Some of you may recall that during the peak moments of COVID anxiety and the national lockdown (March/April) we put out a series of 2-3 minute videos meant to address specific client concerns.  From what investors should do in that moment, to keeping cash on hand, to balancing risk and reward, to the meaning of low interest rates, to implications for housing, to stock ownership, to the need for a fiduciary advisor, we tried to cover topics that we think had relevance in that moment, and frankly, in the moments thereafter.

But in looking back on all of that, I have to say no videos in that little mini-series were more important (in my opinion) than the basic conversation of optimism vs. pessimism.  Not only is the topic of extreme importance to me personally, existentially, emotionally, and spiritually, but I was convinced then, as I am now, that there is lasting investment significance to the topic – one that matters to the financial results of real people with real goals and real objectives.

If you fast forward from the levels of uncertainty that existed in markets (and in the society) 6-8 months ago, some may conclude, “okay, well now I am an optimist, because we see a couple vaccines coming and a lower mortality rate than we feared then, but then we saw no such thing, and pessimism was in order.”  And if pessimism vs. optimism is to be determined by circumstantial conditions at a moment in time, it is fair enough.  If optimism is to be recovered as a hindsight tool for use after conditions have improved, I can understand that assessment (i.e. pessimism when one doesn’t know what is going on; optimism once they see things having gotten better).

But of course, that is not what it means to be an optimist or a pessimist – to form a viewpoint or personality impulse (dare I say, a character impulse) as a backward looking response to then-known conditions.  In today’s Dividend Cafe, we are going to unpack this more, and seek to understand why this topic is not just relevant to investors, but perhaps at the very heart of what it will mean to be a successful investor.  I am optimistic that you will find it rewarding.

A framework for living, a framework for investing

As I mentioned in that video a few months ago, I do consider myself a broadly optimistic person, and I would hope that those closest to me would say the same about me.  This does not mean I am immune from occasional bad moods or dire outlooks, but I think those things are the exception, not the rule.  Admitting the potential for exceptions to the rule, I believe my temperament has always been wired for optimism, and I believe this has become more true as I have become older, more studied, more experienced, and more sober-minded.

Please don’t get me wrong – this is not me tooting my own horn.  I don’t think there should be a medal for those who lean into the “glass is half-full” camp …  We are all wired how we are wired, and I don’t see my natural wiring as some special achievement – I just see it as a part of who I am, for good or for bad.  But there is a reason I want to put it out there in the investment context …

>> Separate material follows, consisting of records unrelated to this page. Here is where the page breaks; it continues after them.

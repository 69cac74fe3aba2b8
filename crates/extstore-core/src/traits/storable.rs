use crate::{
    convert::Context,
    error::Error,
    reflect::{Capability, TypeInfo},
    traits::Storable,
    types::{ElementId, Guid, Uv, Xyz},
    value::Value,
};
use extstore_primitives::ValueKind;
use std::{
    any::type_name,
    collections::{BTreeMap, BTreeSet, HashMap, HashSet, LinkedList, VecDeque},
    hash::{BuildHasher, Hash},
};

///
/// SequenceContainer
///
/// Construction hooks used when rebuilding a sequence from stored values.
///

pub trait SequenceContainer: Sized {
    type Item;

    /// Empty container, pre-sized for `len` elements when the type allows it.
    fn with_len(len: usize) -> Self;

    fn push_item(&mut self, item: Self::Item);
}

impl<T> SequenceContainer for Vec<T> {
    type Item = T;

    fn with_len(len: usize) -> Self {
        Self::with_capacity(len)
    }

    fn push_item(&mut self, item: T) {
        self.push(item);
    }
}

impl<T> SequenceContainer for VecDeque<T> {
    type Item = T;

    fn with_len(len: usize) -> Self {
        Self::with_capacity(len)
    }

    fn push_item(&mut self, item: T) {
        self.push_back(item);
    }
}

impl<T> SequenceContainer for LinkedList<T> {
    type Item = T;

    fn with_len(_: usize) -> Self {
        Self::new()
    }

    fn push_item(&mut self, item: T) {
        self.push_back(item);
    }
}

///
/// MapContainer
///

pub trait MapContainer: Sized {
    type Key;
    type Value;

    /// Empty map, pre-sized for `len` entries when the type allows it.
    fn with_len(len: usize) -> Self;

    fn insert_entry(&mut self, key: Self::Key, value: Self::Value);
}

impl<K: Ord, V> MapContainer for BTreeMap<K, V> {
    type Key = K;
    type Value = V;

    fn with_len(_: usize) -> Self {
        Self::new()
    }

    fn insert_entry(&mut self, key: K, value: V) {
        self.insert(key, value);
    }
}

impl<K: Eq + Hash, V, S: BuildHasher + Default> MapContainer for HashMap<K, V, S> {
    type Key = K;
    type Value = V;

    fn with_len(len: usize) -> Self {
        Self::with_capacity_and_hasher(len, S::default())
    }

    fn insert_entry(&mut self, key: K, value: V) {
        self.insert(key, value);
    }
}

//
// helpers
//

fn element_value<T: Storable>(item: &T, cx: &mut Context<'_>) -> Result<Value, Error> {
    item.to_value(cx)?.ok_or_else(|| Error::NullElement {
        ty: type_name::<T>().to_string(),
    })
}

fn encode_sequence<'a, T: Storable + 'a>(
    len: usize,
    items: impl IntoIterator<Item = &'a T>,
    cx: &mut Context<'_>,
) -> Result<Option<Value>, Error> {
    let mut out = Vec::with_capacity(len);
    for item in items {
        out.push(element_value(item, cx)?);
    }

    Ok(Some(Value::List(out)))
}

fn decode_sequence<C>(value: Value, cx: &mut Context<'_>) -> Result<C, Error>
where
    C: SequenceContainer,
    C::Item: Storable,
{
    let items = match value {
        Value::List(items) => items,
        other => return Err(Error::value_mismatch("list", &other)),
    };

    let mut out = C::with_len(items.len());
    for item in items {
        out.push_item(C::Item::from_value(item, cx)?);
    }

    Ok(out)
}

fn encode_map<'a, K: Storable + 'a, V: Storable + 'a>(
    len: usize,
    entries: impl IntoIterator<Item = (&'a K, &'a V)>,
    cx: &mut Context<'_>,
) -> Result<Option<Value>, Error> {
    let mut out = Vec::with_capacity(len);
    for (key, value) in entries {
        out.push((element_value(key, cx)?, element_value(value, cx)?));
    }

    Ok(Some(Value::Map(out)))
}

fn decode_map<M>(value: Value, cx: &mut Context<'_>) -> Result<M, Error>
where
    M: MapContainer,
    M::Key: Storable,
    M::Value: Storable,
{
    let entries = match value {
        Value::Map(entries) => entries,
        other => return Err(Error::value_mismatch("map", &other)),
    };

    let mut out = M::with_len(entries.len());
    for (key, value) in entries {
        out.insert_entry(
            M::Key::from_value(key, cx)?,
            M::Value::from_value(value, cx)?,
        );
    }

    Ok(out)
}

// Generic shapes classify as unsupported element types, so at convert time
// they surface against the field being written.
fn unsupported_element<T>(cx: &Context<'_>) -> Error {
    Error::unsupported_type(cx.field(), type_name::<T>())
}

//
// primitives
//

macro_rules! copy_primitive_storable {
    ( $( $ty:ty => $variant:ident ),* $(,)? ) => {
        $(
            impl Storable for $ty {
                fn type_info() -> TypeInfo {
                    TypeInfo::primitive(type_name::<Self>(), ValueKind::$variant)
                }

                fn to_value(&self, _: &mut Context<'_>) -> Result<Option<Value>, Error> {
                    Ok(Some(Value::$variant(*self)))
                }

                fn from_value(value: Value, _: &mut Context<'_>) -> Result<Self, Error> {
                    match value {
                        Value::$variant(v) => Ok(v),
                        other => Err(Error::value_mismatch(ValueKind::$variant, &other)),
                    }
                }
            }
        )*
    };
}

copy_primitive_storable! {
    bool => Bool,
    u8 => Byte,
    i16 => Int16,
    i32 => Int32,
    f32 => Float32,
    f64 => Float64,
    Guid => Guid,
    ElementId => ElementId,
    Xyz => Xyz,
    Uv => Uv,
}

impl Storable for String {
    fn type_info() -> TypeInfo {
        TypeInfo::primitive(type_name::<Self>(), ValueKind::Text)
    }

    fn to_value(&self, _: &mut Context<'_>) -> Result<Option<Value>, Error> {
        Ok(Some(Value::Text(self.clone())))
    }

    fn from_value(value: Value, _: &mut Context<'_>) -> Result<Self, Error> {
        match value {
            Value::Text(v) => Ok(v),
            other => Err(Error::value_mismatch(ValueKind::Text, &other)),
        }
    }
}

// Rust primitives the store has no slot type for.
macro_rules! opaque_storable {
    ( $( $ty:ty ),* $(,)? ) => {
        $(
            impl Storable for $ty {
                fn type_info() -> TypeInfo {
                    TypeInfo::opaque(type_name::<Self>())
                }

                fn to_value(&self, cx: &mut Context<'_>) -> Result<Option<Value>, Error> {
                    Err(Error::unsupported_type(cx.field(), type_name::<Self>()))
                }

                fn from_value(_: Value, cx: &mut Context<'_>) -> Result<Self, Error> {
                    Err(Error::unsupported_type(cx.field(), type_name::<Self>()))
                }
            }
        )*
    };
}

opaque_storable!(i8, u16, u32, u64, u128, i64, i128, isize, usize, char);

//
// wrappers
//

impl<T: Storable> Storable for Option<T> {
    fn type_info() -> TypeInfo {
        T::type_info()
    }

    fn to_value(&self, cx: &mut Context<'_>) -> Result<Option<Value>, Error> {
        match self {
            Some(inner) => inner.to_value(cx),
            None => Ok(None),
        }
    }

    fn from_value(value: Value, cx: &mut Context<'_>) -> Result<Self, Error> {
        T::from_value(value, cx).map(Some)
    }
}

impl<T: Storable> Storable for Box<T> {
    fn type_info() -> TypeInfo {
        T::type_info()
    }

    fn to_value(&self, cx: &mut Context<'_>) -> Result<Option<Value>, Error> {
        (**self).to_value(cx)
    }

    fn from_value(value: Value, cx: &mut Context<'_>) -> Result<Self, Error> {
        T::from_value(value, cx).map(Box::new)
    }
}

//
// sequences
//

macro_rules! sequence_storable {
    ( $( $container:ident ),* $(,)? ) => {
        $(
            impl<T: Storable> Storable for $container<T> {
                fn type_info() -> TypeInfo {
                    TypeInfo::generic(
                        type_name::<Self>(),
                        vec![T::type_info()],
                        vec![Capability::Sequence],
                    )
                }

                fn to_value(&self, cx: &mut Context<'_>) -> Result<Option<Value>, Error> {
                    encode_sequence(self.len(), self.iter(), cx)
                }

                fn from_value(value: Value, cx: &mut Context<'_>) -> Result<Self, Error> {
                    decode_sequence(value, cx)
                }
            }
        )*
    };
}

sequence_storable!(Vec, VecDeque, LinkedList);

//
// maps
//

impl<K: Storable + Ord, V: Storable> Storable for BTreeMap<K, V> {
    fn type_info() -> TypeInfo {
        TypeInfo::generic(
            type_name::<Self>(),
            vec![K::type_info(), V::type_info()],
            vec![Capability::Associative],
        )
    }

    fn to_value(&self, cx: &mut Context<'_>) -> Result<Option<Value>, Error> {
        encode_map(self.len(), self.iter(), cx)
    }

    fn from_value(value: Value, cx: &mut Context<'_>) -> Result<Self, Error> {
        decode_map(value, cx)
    }
}

impl<K, V, S> Storable for HashMap<K, V, S>
where
    K: Storable + Eq + Hash,
    V: Storable,
    S: BuildHasher + Default,
{
    fn type_info() -> TypeInfo {
        TypeInfo::generic(
            type_name::<Self>(),
            vec![K::type_info(), V::type_info()],
            vec![Capability::Associative],
        )
    }

    fn to_value(&self, cx: &mut Context<'_>) -> Result<Option<Value>, Error> {
        encode_map(self.len(), self.iter(), cx)
    }

    fn from_value(value: Value, cx: &mut Context<'_>) -> Result<Self, Error> {
        decode_map(value, cx)
    }
}

//
// generics with no storable shape
//

impl<T: Storable> Storable for BTreeSet<T> {
    fn type_info() -> TypeInfo {
        TypeInfo::generic(type_name::<Self>(), vec![T::type_info()], Vec::new())
    }

    fn to_value(&self, cx: &mut Context<'_>) -> Result<Option<Value>, Error> {
        Err(unsupported_element::<Self>(cx))
    }

    fn from_value(_: Value, cx: &mut Context<'_>) -> Result<Self, Error> {
        Err(unsupported_element::<Self>(cx))
    }
}

impl<T: Storable, S> Storable for HashSet<T, S> {
    fn type_info() -> TypeInfo {
        TypeInfo::generic(type_name::<Self>(), vec![T::type_info()], Vec::new())
    }

    fn to_value(&self, cx: &mut Context<'_>) -> Result<Option<Value>, Error> {
        Err(unsupported_element::<Self>(cx))
    }

    fn from_value(_: Value, cx: &mut Context<'_>) -> Result<Self, Error> {
        Err(unsupported_element::<Self>(cx))
    }
}

impl<A: Storable, B: Storable> Storable for (A, B) {
    fn type_info() -> TypeInfo {
        TypeInfo::generic(
            type_name::<Self>(),
            vec![A::type_info(), B::type_info()],
            Vec::new(),
        )
    }

    fn to_value(&self, cx: &mut Context<'_>) -> Result<Option<Value>, Error> {
        Err(unsupported_element::<Self>(cx))
    }

    fn from_value(_: Value, cx: &mut Context<'_>) -> Result<Self, Error> {
        Err(unsupported_element::<Self>(cx))
    }
}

I believe the worldly circumstances that have enhanced and formed my optimistic leanings foreshadow why I believe investors may want to consider the same.  Put differently, one can only have so many really, really bad things turn out okay before they find a basis for foundational optimism.  And this is not only true in my own life, it is true for investors as well.

A one-sentence summary: I believe things that are bad get better because they have always gotten better, so to not think such is irrational.  I believe this is my own life, and I believe this for a well-behaved investor in their multi-decade journey with markets.

Putting down the straw man right up front

“Are you saying I am supposed to smile and cheer when markets drop 30% in a month?”

“Are you saying we have nothing to worry about when the government is $25 trillion in debt, or when a global foe is becoming a hegemonic and hemispheric power, or when a company we own has a disastrous quarterly result?”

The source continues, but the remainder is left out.